The second was The Big Switch, a 60s crime thriller directed by Pete Walker about a photographer caught up in a body-switching plot. Brighton featured much more prominently in this film, with several scenes of the characters driving along the seafront and a final shootout on the West Pier. It was very cool and also unintentionally hilarious. But there was something very British about the scenes that now seem funny. The driving, for example, was funny because of its realism - cars would stall, make awkward turns, have to wait for passing traffic and all the time the energetic jazz soundtrack was struggling to make this seem exciting. Another great moment was in the bad guys' 'hideout' where the hero and his girl are being held prisoner. On the day they are to be killed they sit with the head henchman eating breakfast from plates on their laps - it was a bizarrely domestic, pedestrian scene for what should be a high tension moment. And there's something very British about that.
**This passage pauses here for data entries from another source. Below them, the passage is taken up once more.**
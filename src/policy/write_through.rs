//! Write-Through Cache
//!
//! Every write is committed to the backing store before the local entry is
//! touched, so a failed write never leaves the cache ahead of the store.

use std::sync::Arc;
use std::time::Duration;

use tokio::sync::{Mutex, RwLock};
use tracing::{debug, warn};

use super::DEFAULT_OPERATION_TIMEOUT;
use crate::backing::{with_timeout, BackingStore};
use crate::cache::{CacheStats, Store, TtlStore};
use crate::error::Result;

pub struct WriteThroughCache<V, S = TtlStore<V>> {
    store: RwLock<S>,
    backing: Arc<dyn BackingStore<V>>,
    /// Serializes writers so local order matches backing-store order
    write_lock: Mutex<()>,
    timeout: Duration,
}

impl<V> WriteThroughCache<V, TtlStore<V>>
where
    V: Clone + Send + Sync + 'static,
{
    /// Creates a write-through cache over a fresh TTL store.
    pub fn new(backing: Arc<dyn BackingStore<V>>, ttl: Duration) -> Self {
        Self::with_store(TtlStore::new(ttl), backing)
    }
}

impl<V, S> WriteThroughCache<V, S>
where
    V: Clone + Send + Sync + 'static,
    S: Store<V>,
{
    pub fn with_store(store: S, backing: Arc<dyn BackingStore<V>>) -> Self {
        Self {
            store: RwLock::new(store),
            backing,
            write_lock: Mutex::new(()),
            timeout: DEFAULT_OPERATION_TIMEOUT,
        }
    }

    /// Bounds every backing-store call with `timeout`.
    pub fn with_timeout(mut self, timeout: Duration) -> Self {
        self.timeout = timeout;
        self
    }

    // == Get ==
    /// Reads from the local store, falling back to the backing store.
    ///
    /// A value found in the backing store populates the local store unless a
    /// concurrent `set` got there first. A backing-store miss is returned as
    /// `None` and caches nothing.
    pub async fn get(&self, key: &str) -> Result<Option<V>> {
        let cached = self.store.write().await.get(key);
        if cached.is_some() {
            return Ok(cached);
        }

        let found = with_timeout(self.timeout, "find", self.backing.find(key)).await?;
        let Some(value) = found else {
            return Ok(None);
        };

        // A write committed while the read was in flight is newer than `value`
        let _writer = self.write_lock.lock().await;
        let mut store = self.store.write().await;
        if let Some(current) = store.peek(key) {
            return Ok(Some(current));
        }
        debug!(key, "populating cache from backing store");
        store.set(key.to_string(), value.clone());
        Ok(Some(value))
    }

    // == Set ==
    /// Commits `value` to the backing store, then updates the local store.
    ///
    /// On failure the error is returned unchanged and the local store is left
    /// as it was.
    pub async fn set(&self, key: impl Into<String>, value: V) -> Result<()> {
        let key = key.into();
        let _writer = self.write_lock.lock().await;

        let upsert = self.backing.upsert(&key, &value);
        if let Err(err) = with_timeout(self.timeout, "upsert", upsert).await {
            warn!(key = %key, error = %err, "write-through upsert failed; cache left unchanged");
            return Err(err);
        }

        self.store.write().await.set(key, value);
        Ok(())
    }

    /// Drops the local entry only; the backing store keeps its copy.
    pub async fn delete(&self, key: &str) -> bool {
        self.store.write().await.delete(key)
    }

    pub async fn clear(&self) -> usize {
        self.store.write().await.clear()
    }

    pub async fn stats(&self) -> CacheStats {
        self.store.read().await.stats()
    }

    pub async fn hit_ratio(&self) -> f64 {
        self.store.read().await.hit_ratio()
    }
}

#[cfg(test)]
mod tests {
    use super::*;
    use crate::backing::MemoryBackingStore;
    use crate::error::CacheError;
    use async_trait::async_trait;

    /// Answers `find` from a snapshot taken before a slow return trip.
    struct SlowFind {
        inner: MemoryBackingStore<String>,
        delay: Duration,
    }

    #[async_trait]
    impl BackingStore<String> for SlowFind {
        async fn find(&self, key: &str) -> Result<Option<String>> {
            let found = self.inner.find(key).await;
            tokio::time::sleep(self.delay).await;
            found
        }

        async fn upsert(&self, key: &str, value: &String) -> Result<()> {
            self.inner.upsert(key, value).await
        }

        async fn bulk_upsert(&self, items: Vec<(String, String)>) -> Result<()> {
            self.inner.bulk_upsert(items).await
        }
    }

    fn setup() -> (Arc<MemoryBackingStore<String>>, WriteThroughCache<String>) {
        let backing = Arc::new(MemoryBackingStore::<String>::new());
        let cache = WriteThroughCache::new(backing.clone(), Duration::from_secs(60));
        (backing, cache)
    }

    #[tokio::test]
    async fn test_set_reaches_backing_store_first() {
        let (backing, cache) = setup();

        cache.set("user:1", "alice".to_string()).await.unwrap();

        assert_eq!(backing.document("user:1").await.as_deref(), Some("alice"));
        assert_eq!(cache.get("user:1").await.unwrap().as_deref(), Some("alice"));
        assert_eq!(backing.find_calls(), 0);
        assert_eq!(cache.stats().await.hits, 1);
    }

    #[tokio::test]
    async fn test_failed_upsert_leaves_cache_untouched() {
        let (backing, cache) = setup();

        cache.set("user:1", "alice".to_string()).await.unwrap();
        backing.set_fail_writes(true);

        let result = cache.set("user:1", "mallory".to_string()).await;
        assert!(matches!(result, Err(CacheError::Backend(_))));

        assert_eq!(cache.get("user:1").await.unwrap().as_deref(), Some("alice"));
        assert_eq!(backing.document("user:1").await.as_deref(), Some("alice"));
        assert_eq!(cache.stats().await.sets, 1);
    }

    #[tokio::test]
    async fn test_miss_reads_through_and_populates() {
        let (backing, cache) = setup();
        backing.seed("user:2", "bob".to_string()).await;

        assert_eq!(cache.get("user:2").await.unwrap().as_deref(), Some("bob"));
        assert_eq!(cache.get("user:2").await.unwrap().as_deref(), Some("bob"));

        let stats = cache.stats().await;
        assert_eq!(stats.misses, 1);
        assert_eq!(stats.hits, 1);
        assert_eq!(stats.sets, 1);
        assert_eq!(backing.find_calls(), 1);
        // Populating from a read never writes back
        assert_eq!(backing.upsert_calls(), 0);
    }

    #[tokio::test]
    async fn test_backing_miss_is_not_cached() {
        let (backing, cache) = setup();

        assert_eq!(cache.get("ghost").await.unwrap(), None);
        assert_eq!(cache.get("ghost").await.unwrap(), None);

        assert_eq!(backing.find_calls(), 2);
        assert_eq!(cache.stats().await.size, 0);
    }

    #[tokio::test(start_paused = true)]
    async fn test_slow_backing_store_times_out() {
        let backing = Arc::new(
            MemoryBackingStore::<String>::new().with_latency(Duration::from_secs(10)),
        );
        let cache = WriteThroughCache::new(backing.clone(), Duration::from_secs(60))
            .with_timeout(Duration::from_millis(100));

        let result = cache.set("k", "v".to_string()).await;
        assert!(matches!(result, Err(CacheError::Timeout(_))));
        assert_eq!(cache.stats().await.size, 0);
    }

    #[tokio::test(start_paused = true)]
    async fn test_stale_read_through_does_not_replace_newer_write() {
        let inner = MemoryBackingStore::<String>::new();
        inner.seed("k", "old".to_string()).await;
        let backing = Arc::new(SlowFind {
            inner,
            delay: Duration::from_millis(30),
        });
        let cache = Arc::new(WriteThroughCache::new(backing.clone(), Duration::from_secs(60)));

        let reader = {
            let cache = cache.clone();
            tokio::spawn(async move { cache.get("k").await })
        };
        tokio::time::sleep(Duration::from_millis(5)).await;
        cache.set("k", "new".to_string()).await.unwrap();

        assert_eq!(reader.await.unwrap(), Ok(Some("new".to_string())));
        assert_eq!(cache.get("k").await, Ok(Some("new".to_string())));
        assert_eq!(backing.inner.document("k").await.as_deref(), Some("new"));
    }

    #[tokio::test]
    async fn test_delete_is_local_only() {
        let (backing, cache) = setup();

        cache.set("k", "v".to_string()).await.unwrap();
        assert!(cache.delete("k").await);

        assert_eq!(backing.document("k").await.as_deref(), Some("v"));
        // Next read repopulates from the backing store
        assert_eq!(cache.get("k").await.unwrap().as_deref(), Some("v"));
    }
}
What struck me as interesting was that I'd never heard of or seen either film in connection with Brighton or British filmmaking, and maybe the reasons for that are obvious. But it was further proof that we used capable of producing solid genre films in this country, and that we used to be make genre films outside of London. It was also kind of cool seeing the short films of contemporary Brighton filmmakers next to films that people seem to have forgotten were filmed here.